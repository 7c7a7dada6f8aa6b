//! # tally-sales: Sale Lifecycle Service
//!
//! Opens, fills, pays and closes sales. Every mutation is one unit of work:
//! load the aggregate, apply exactly one `tally-core` operation, persist
//! header and appended rows atomically, return the refreshed aggregate.
//!
//! ## Architecture Position
//! ```text
//! ┌─────────────────────────────────────────────────────────────────────────┐
//! │                                                                         │
//! │   pos-api handlers                                                      │
//! │        │                                                                │
//! │        ▼                                                                │
//! │   ┌──────────────────────── tally-sales ──────────────────────────┐    │
//! │   │  SaleService ──► Arc<dyn SaleStore>      (unit of work)       │    │
//! │   │             └──► Arc<dyn ProductCatalog> (product lookup)     │    │
//! │   │  MemorySaleStore / MemoryCatalog for tests                    │    │
//! │   └────────────────────────────────────────────────────────────────┘    │
//! │        │                                                                │
//! │        ▼                                                                │
//! │   tally-db: SqliteSaleStore, ProductRepository                         │
//! └─────────────────────────────────────────────────────────────────────────┘
//! ```
//!
//! ## Example
//! ```rust
//! use std::sync::Arc;
//! use tally_core::NewSale;
//! use tally_sales::{MemoryCatalog, MemorySaleStore, SaleService, SaleServiceConfig};
//!
//! # tokio::runtime::Runtime::new().unwrap().block_on(async {
//! let service = SaleService::new(
//!     Arc::new(MemorySaleStore::new()),
//!     Arc::new(MemoryCatalog::new()),
//!     SaleServiceConfig::default(),
//! );
//! let sale = service
//!     .open_sale(NewSale { operator_id: "op-1".into(), ..Default::default() })
//!     .await
//!     .unwrap();
//! let done = service.finalize_sale(sale.id()).await.unwrap();
//! assert_eq!(done.sale().change_due.cents(), 0);
//! # });
//! ```

pub mod config;
pub mod error;
pub mod memory;
pub mod service;
pub mod store;

pub use config::SaleServiceConfig;
pub use error::{PosError, PosResult};
pub use memory::{MemoryCatalog, MemorySaleStore};
pub use service::{AddItemRequest, SaleService};
pub use store::{ProductCatalog, SaleStore, SaleUnitOfWork, StoreError, StoreResult};
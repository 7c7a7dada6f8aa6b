//! # tally-db: Database Layer for Tally POS
//!
//! SQLite persistence for products and sales.
//!
//! ## Architecture
//! ```text
//! ┌─────────────────────────────────────────────────────────────────────────┐
//! │                         tally-db Architecture                           │
//! │                                                                         │
//! │  ┌─────────────────────────────────────────────────────────────────┐   │
//! │  │                    pos-api / seed binary                        │   │
//! │  └──────────────────────────────┬──────────────────────────────────┘   │
//! │                                 │                                       │
//! │                                 ▼                                       │
//! │  ┌─────────────────────────────────────────────────────────────────┐   │
//! │  │                       Database (pool.rs)                        │   │
//! │  │   ┌──────────────────┐    ┌──────────────────┐                  │   │
//! │  │   │ProductRepository │    │ SqliteSaleStore  │                  │   │
//! │  │   │ (ProductCatalog) │    │   (SaleStore)    │                  │   │
//! │  │   └────────┬─────────┘    └────────┬─────────┘                  │   │
//! │  └────────────┼───────────────────────┼────────────────────────────┘   │
//! │               └───────────┬───────────┘                                 │
//! │                           ▼                                             │
//! │  ┌─────────────────────────────────────────────────────────────────┐   │
//! │  │                  SqlitePool (WAL mode)                          │   │
//! │  └─────────────────────────────────────────────────────────────────┘   │
//! └─────────────────────────────────────────────────────────────────────────┘
//! ```
//!
//! ## Usage
//! ```rust,ignore
//! use std::sync::Arc;
//! use tally_db::{Database, DbConfig};
//! use tally_sales::{SaleService, SaleServiceConfig};
//!
//! let db = Database::new(DbConfig::new("tally.db")).await?;
//! let service = SaleService::new(
//!     Arc::new(db.sales()),
//!     Arc::new(db.products()),
//!     SaleServiceConfig::default(),
//! );
//! ```

pub mod error;
pub mod migrations;
pub mod pool;
pub mod repository;

pub use error::{DbError, DbResult};
pub use pool::{Database, DbConfig};
pub use repository::product::{NewProduct, ProductRepository};
pub use repository::sale::{SqliteSaleStore, SqliteUnitOfWork};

....

_WHAT IS REQUIRED:_ Which lines above contain the word "NewSale"? Show each of them.

_ANSWER BELOW:_
//! use tally_core::NewSale;
//!     .open_sale(NewSale { operator_id: "op-1".into(), ..Default::default() })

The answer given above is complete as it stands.